Nicht nur im britischen Shop
In Luxemburg kündigt sich der Brexit an
Bei Mark Hollis geben sich die Briten die Klinke in die Hand. Sie kommen, um Dinge aus ihrer Heimat zu kaufen: englischen Tee, Cumberland-Würstchen, Bacon, Chips oder den Toastaufstrich Marmite. "Viele Dinge gibt es in Luxemburg nur hier", sagt Rebecca Birmingham, als sie mit zwei vollen Tüten den Laden "Home from Home" im luxemburgischen Strassen verlässt. Sie kommt regelmäßig. "Ich mag auch den irischen Käse."
Dass der Laden so gut einschlägt - das hätte Hollis nicht erwartet, als er vor rund zwei Monaten mit seinem irischen Kollegen John Heffernan an den Start ging. "Vor allem an den Wochenenden ist es hier supervoll", sagt Hollis (50), der seit rund 20 Jahren im Großherzogtum wohnt. Da liegen auch frische Bagels, kreisrunde Crumpet-Küchlein und typisches Gebäck (Scone) in den Regalen. "Es gibt einfach Dinge, die Briten vermissen und ohne die sie aus irgendwelchen Gründen nicht überleben können."

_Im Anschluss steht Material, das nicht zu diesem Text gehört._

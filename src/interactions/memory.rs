//! In-memory [`InteractionStore`] for tests.

use async_trait::async_trait;
use chrono::{DateTime, Utc};
use std::collections::HashMap;
use tokio::sync::RwLock;

use super::{is_scored, mean, normalize_scores, InteractionStore, InteractionSummary};
use crate::error::{Lookup, Result};
use crate::models::{Interaction, QualityScores};

#[derive(Default)]
pub struct InMemoryInteractions {
    records: RwLock<HashMap<String, Interaction>>,
}

impl InMemoryInteractions {
    pub fn new() -> Self {
        Self::default()
    }

    async fn newest_first(&self, pred: impl Fn(&Interaction) -> bool) -> Vec<Interaction> {
        let records = self.records.read().await;
        let mut out: Vec<Interaction> = records.values().filter(|i| pred(i)).cloned().collect();
        out.sort_by(|a, b| b.timestamp.cmp(&a.timestamp).then_with(|| a.id.cmp(&b.id)));
        out
    }
}

#[async_trait]
impl InteractionStore for InMemoryInteractions {
    async fn insert(&self, interaction: &Interaction) -> Result<()> {
        let mut stored = interaction.clone();
        stored.quality_scores = normalize_scores(stored.quality_scores);
        self.records
            .write()
            .await
            .insert(stored.id.clone(), stored);
        Ok(())
    }

    async fn get(&self, id: &str) -> Result<Lookup<Interaction>> {
        Ok(self.records.read().await.get(id).cloned().into())
    }

    async fn get_many(&self, ids: &[String]) -> Result<Vec<Interaction>> {
        Ok(self.newest_first(|i| ids.contains(&i.id)).await)
    }

    async fn recent(&self, limit: usize) -> Result<Vec<Interaction>> {
        let mut out = self.newest_first(|_| true).await;
        out.truncate(limit);
        Ok(out)
    }

    async fn recent_scored(&self, limit: usize) -> Result<Vec<Interaction>> {
        let mut out = self.newest_first(is_scored).await;
        out.truncate(limit);
        Ok(out)
    }

    async fn scored_since(&self, since: DateTime<Utc>) -> Result<Vec<Interaction>> {
        Ok(self
            .newest_first(|i| is_scored(i) && i.timestamp >= since)
            .await)
    }

    async fn list(
        &self,
        limit: usize,
        offset: usize,
        scored_only: bool,
    ) -> Result<Vec<Interaction>> {
        let all = self.newest_first(|i| !scored_only || is_scored(i)).await;
        Ok(all.into_iter().skip(offset).take(limit).collect())
    }

    async fn count(&self, scored_only: bool) -> Result<usize> {
        let records = self.records.read().await;
        Ok(records
            .values()
            .filter(|i| !scored_only || is_scored(i))
            .count())
    }

    async fn summary(&self) -> Result<InteractionSummary> {
        let records = self.records.read().await;
        Ok(InteractionSummary {
            total: records.len(),
            scored: records.values().filter(|i| is_scored(i)).count(),
            with_feedback: records
                .values()
                .filter(|i| i.user_feedback.is_some())
                .count(),
            avg_response_time: mean(records.values().map(|i| i.response_time)),
            avg_rating: mean(records.values().filter_map(|i| i.user_feedback.map(f64::from))),
        })
    }

    async fn set_quality_scores(&self, id: &str, scores: &QualityScores) -> Result<bool> {
        let mut records = self.records.write().await;
        match records.get_mut(id) {
            Some(record) => {
                record.quality_scores = normalize_scores(Some(*scores));
                Ok(true)
            }
            None => Ok(false),
        }
    }

    async fn set_feedback(&self, id: &str, rating: u8) -> Result<bool> {
        let mut records = self.records.write().await;
        match records.get_mut(id) {
            Some(record) => {
                record.user_feedback = Some(rating);
                Ok(true)
            }
            None => Ok(false),
        }
    }
}
//! Answer generator backends.
//!
//! An [`AnswerGenerator`] turns `(system instructions, user message)` into
//! text. Failures are typed [`PipelineError::Dependency`] errors and an
//! empty completion counts as a failure, never as an answer.
//!
//! | `generation.provider` | Backend |
//! |-----------------------|---------|
//! | `"disabled"` | [`DisabledGenerator`] |
//! | `"openai"` | [`OpenAIGenerator`] (`/v1/chat/completions`, any compatible base URL) |
//! | `"ollama"` | [`OllamaGenerator`] (`/api/chat`) |
//!
//! HTTP backends share the embedding providers' retry policy.

use async_trait::async_trait;
use std::sync::Arc;
use std::time::Duration;

use crate::config::GenerationConfig;
use crate::embedding::post_with_retry;
use crate::error::{PipelineError, Result};

const COMPONENT: &str = "answer generator";

#[async_trait]
pub trait AnswerGenerator: Send + Sync {
    fn model_name(&self) -> &str;

    async fn generate(&self, system_instructions: &str, user_message: &str) -> Result<String>;
}

pub struct DisabledGenerator;

#[async_trait]
impl AnswerGenerator for DisabledGenerator {
    fn model_name(&self) -> &str {
        "disabled"
    }

    async fn generate(&self, _system: &str, _user: &str) -> Result<String> {
        Err(PipelineError::dependency(
            COMPONENT,
            "generation is disabled; set [generation].provider",
        ))
    }
}

fn non_empty(text: Option<&str>) -> Result<String> {
    match text.map(str::trim) {
        Some(t) if !t.is_empty() => Ok(t.to_string()),
        _ => Err(PipelineError::dependency(COMPONENT, "model returned an empty answer")),
    }
}

// ============ OpenAI ============

pub struct OpenAIGenerator {
    model: String,
    temperature: f32,
    max_tokens: Option<u32>,
    api_key: String,
    base_url: String,
    max_retries: u32,
    client: reqwest::Client,
}

impl OpenAIGenerator {
    pub fn new(config: &GenerationConfig) -> anyhow::Result<Self> {
        let api_key = std::env::var("OPENAI_API_KEY")
            .map_err(|_| anyhow::anyhow!("OPENAI_API_KEY environment variable not set"))?;
        let client = reqwest::Client::builder()
            .timeout(Duration::from_secs(config.timeout_secs))
            .build()?;
        Ok(Self {
            model: config.model.clone(),
            temperature: config.temperature,
            max_tokens: config.max_tokens,
            api_key,
            base_url: config
                .url
                .clone()
                .unwrap_or_else(|| "https://api.openai.com".to_string()),
            max_retries: config.max_retries,
            client,
        })
    }
}

#[async_trait]
impl AnswerGenerator for OpenAIGenerator {
    fn model_name(&self) -> &str {
        &self.model
    }

    async fn generate(&self, system_instructions: &str, user_message: &str) -> Result<String> {
        let mut body = serde_json::json!({
            "model": self.model,
            "temperature": self.temperature,
            "messages": [
                {"role": "system", "content": system_instructions},
                {"role": "user", "content": user_message},
            ],
        });
        if let Some(max_tokens) = self.max_tokens {
            body["max_tokens"] = serde_json::json!(max_tokens);
        }
        let endpoint = format!("{}/v1/chat/completions", self.base_url.trim_end_matches('/'));

        let json = post_with_retry(self.max_retries, "OpenAI", || {
            self.client
                .post(&endpoint)
                .header("Authorization", format!("Bearer {}", self.api_key))
                .json(&body)
        })
        .await
        .map_err(|e| PipelineError::dependency(COMPONENT, format!("{:#}", e)))?;

        non_empty(
            json.pointer("/choices/0/message/content")
                .and_then(|c| c.as_str()),
        )
    }
}

// ============ Ollama ============

pub struct OllamaGenerator {
    model: String,
    temperature: f32,
    url: String,
    max_retries: u32,
    client: reqwest::Client,
}

impl OllamaGenerator {
    pub fn new(config: &GenerationConfig) -> anyhow::Result<Self> {
        let client = reqwest::Client::builder()
            .timeout(Duration::from_secs(config.timeout_secs))
            .build()?;
        Ok(Self {
            model: config.model.clone(),
            temperature: config.temperature,
            url: config
                .url
                .clone()
                .unwrap_or_else(|| "http://localhost:11434".to_string()),
            max_retries: config.max_retries,
            client,
        })
    }
}

#[async_trait]
impl AnswerGenerator for OllamaGenerator {
    fn model_name(&self) -> &str {
        &self.model
    }

    async fn generate(&self, system_instructions: &str, user_message: &str) -> Result<String> {
        let body = serde_json::json!({
            "model": self.model,
            "stream": false,
            "options": {"temperature": self.temperature},
            "messages": [
                {"role": "system", "content": system_instructions},
                {"role": "user", "content": user_message},
            ],
        });
        let endpoint = format!("{}/api/chat", self.url.trim_end_matches('/'));

        let json = post_with_retry(self.max_retries, "Ollama", || {
            self.client.post(&endpoint).json(&body)
        })
        .await
        .map_err(|e| PipelineError::dependency(COMPONENT, format!("{:#}", e)))?;

        non_empty(json.pointer("/message/content").and_then(|c| c.as_str()))
    }
}

pub fn create_generator(config: &GenerationConfig) -> anyhow::Result<Arc<dyn AnswerGenerator>> {
    match config.provider.as_str() {
        "disabled" => Ok(Arc::new(DisabledGenerator)),
        "openai" => Ok(Arc::new(OpenAIGenerator::new(config)?)),
        "ollama" => Ok(Arc::new(OllamaGenerator::new(config)?)),
        other => anyhow::bail!("Unknown generation provider: {}", other),
    }
}

#[cfg(test)]
mod tests {
    use super::*;

    #[tokio::test]
    async fn test_disabled_generator_fails_typed() {
        let err = DisabledGenerator.generate("s", "u").await.unwrap_err();
        assert_eq!(err.code(), "dependency_error");
    }

    #[test]
    fn test_empty_completion_is_an_error() {
        assert!(non_empty(Some("   ")).is_err());
        assert!(non_empty(None).is_err());
        assert_eq!(non_empty(Some(" ok ")).unwrap(), "ok");
    }

    #[test]
    fn test_ollama_defaults_to_localhost() {
        let config = GenerationConfig {
            provider: "ollama".into(),
            ..GenerationConfig::default()
        };
        let generator = OllamaGenerator::new(&config).unwrap();
        assert_eq!(generator.url, "http://localhost:11434");
        assert_eq!(generator.model_name(), "gpt-3.5-turbo");
    }
}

Bereits heute lebten rund 7000 Briten in Luxemburg, sagt Hollis. Mit dem Brexit könnten es deutlich mehr werden, schätzt der Ex-Broker. Denn etliche Firmen haben bereits angekündigt, dann von der Londoner City nach Luxemburg überzusiedeln beziehungsweise ihr Engagement im Großherzogtum auszuweiten. Klar freut sich Hollis über noch mehr Kunden. "Ich denke aber, der Brexit ist eine schlechte Entscheidung für Großbritannien", sagt er.
In der Tat - eine Reihe von Unternehmen hat erklärt, als Folge des Brexit in Luxemburg neu oder verstärkt Fuß zu fassen, sagt die Sprecherin der Agentur Luxembourg for Finance (LFF), Lynn Robbroeckx. Dazu gehörten große Namen wie der Versicherungskonzern American International Group, die US-amerikanische Investmentgesellschaft Blackstone, die Citibank oder JP Morgan. Rund 15 Firmen hat sie bereits auf der Liste stehen. LFF ist 2008 von der Luxemburger Regierung und der Luxemburger Finanzindustrie gegründet worden.
"Wie viele Menschen diese Unternehmen dann wirklich bewegen, wird von dem Ergebnis der Verhandlungen abhängen - ob es ein harter oder ein weicher Brexit wird", sagt Finanzexpertin Robbroeckx. Viele stammten aus der Versicherungsbranche und dem Fondssektor. Luxemburg gelte für sie als attraktiv: Das Land sei nach den USA der zweitgrößte Fondsmarkt, viele internationale Versicherer seien hier zu Hause. "Die Unternehmen müssen hier das Rad nicht neu erfinden."
Auch Luxemburgs Premierminister Xavier Bettel rechnet künftig mit mehr Briten: "Wir gehen davon aus, dass weitere Firmen aus dem Vereinigten Königreich sich für Luxemburg als Einstieg für den europäischen Markt entscheiden", sagt er der Deutschen Presse-Agentur. Luxemburg sei ein weltweit anerkannter Finanzplatz mit stabilem Wachstum. Er habe "seine Stärken und überzeugende Argumente", und zwar nicht erst seit der Entscheidung zum Brexit. "Wir haben bewusst darauf verzichtet, großangelegte Kampagnen in London zu organisieren und wie Aasgeier über der City zu kreisen."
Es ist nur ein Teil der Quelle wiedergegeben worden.